● Provided material
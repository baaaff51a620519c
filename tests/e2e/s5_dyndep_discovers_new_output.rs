//! S5: a dyndep file generated earlier in the same build should, once
//! loaded, add a brand-new output to the edge that names it.
//!
//! `dd` is built first (its own top-level `add_target`/`build`), the same
//! way a real two-edge build would reach it before `out` is ever scanned —
//! this keeps the scenario within what `FakeRunner`/`FakeDisk` can actually
//! simulate, since neither one has real command side effects and the
//! dyndep-file's generator must already exist on disk before `out`'s own
//! dependency scan runs.

use crate::{edge_for, node, parse};
use ninjacore::builder::{BuildConfig, Builder};
use ninjacore::buildlog::BuildLog;
use ninjacore::depslog::DepsLog;
use ninjacore::disk::fake::FakeDisk;
use ninjacore::subprocess::{FakeRunner, Termination};

const MANIFEST: &str = "rule cp\n  command = cp $in $out\nrule touch\n  command = touch $out\nbuild dd: cp dd-in\nbuild out: touch in || dd\n  dyndep = dd\n";

const DYNDEP_FILE: &[u8] = b"ninja_dyndep_version = 1\nbuild out | out.imp: dyndep\n";

#[test]
fn dyndep_discovers_new_output() {
    let disk = FakeDisk::new();
    disk.touch("in");
    disk.touch("dd-in");

    let mut state = parse(&disk, MANIFEST);

    let mut builder = Builder::new(&disk, BuildLog::default(), None, DepsLog::default(), None, BuildConfig::default());
    let mut runner = FakeRunner::new(2);

    // Build `dd` first: the `cp` command "writes" the dyndep file.
    let dd = node(&state, "dd");
    builder.add_target(&mut state, dd, &mut runner).unwrap();
    runner.complete(edge_for(&state, "dd"), Termination::Success);
    disk.set_contents("dd", DYNDEP_FILE);
    let stats1 = builder.build(&mut state, &mut runner).unwrap();
    assert_eq!(stats1.commands_run, 1);
    assert_eq!(stats1.failures, 0);

    // `out.imp` doesn't exist as a node until the dyndep file is loaded.
    assert!(state.lookup_node("out.imp").is_none());

    let out = node(&state, "out");
    builder.add_target(&mut state, out, &mut runner).unwrap();

    // Loading dd's contents should have added `out.imp` as an implicit
    // output of the edge that builds `out`, wired to the same edge.
    let out_edge = state.nodes.get(out).in_edge.unwrap();
    let imp = state.lookup_node("out.imp").expect("dyndep should have interned out.imp");
    assert_eq!(state.nodes.get(imp).in_edge, Some(out_edge));

    runner.complete(edge_for(&state, "out"), Termination::Success);
    disk.touch("out");
    disk.touch("out.imp");
    let stats2 = builder.build(&mut state, &mut runner).unwrap();
    assert_eq!(stats2.commands_run, 1);
    assert_eq!(stats2.failures, 0);
}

● Exercise directions
What is needed is every line from the start of the entries through the line containing "this keeps the", returned word for word and nothing else.

● Worked solution
repository baaaff51a620519c
filename tests/e2e/s5_dyndep_discovers_new_output.rs
//! S5: a dyndep file generated earlier in the same build should, once
//! loaded, add a brand-new output to the edge that names it.
//!
//! `dd` is built first (its own top-level `add_target`/`build`), the same
//! way a real two-edge build would reach it before `out` is ever scanned —
//! this keeps the scenario within what `FakeRunner`/`FakeDisk` can actually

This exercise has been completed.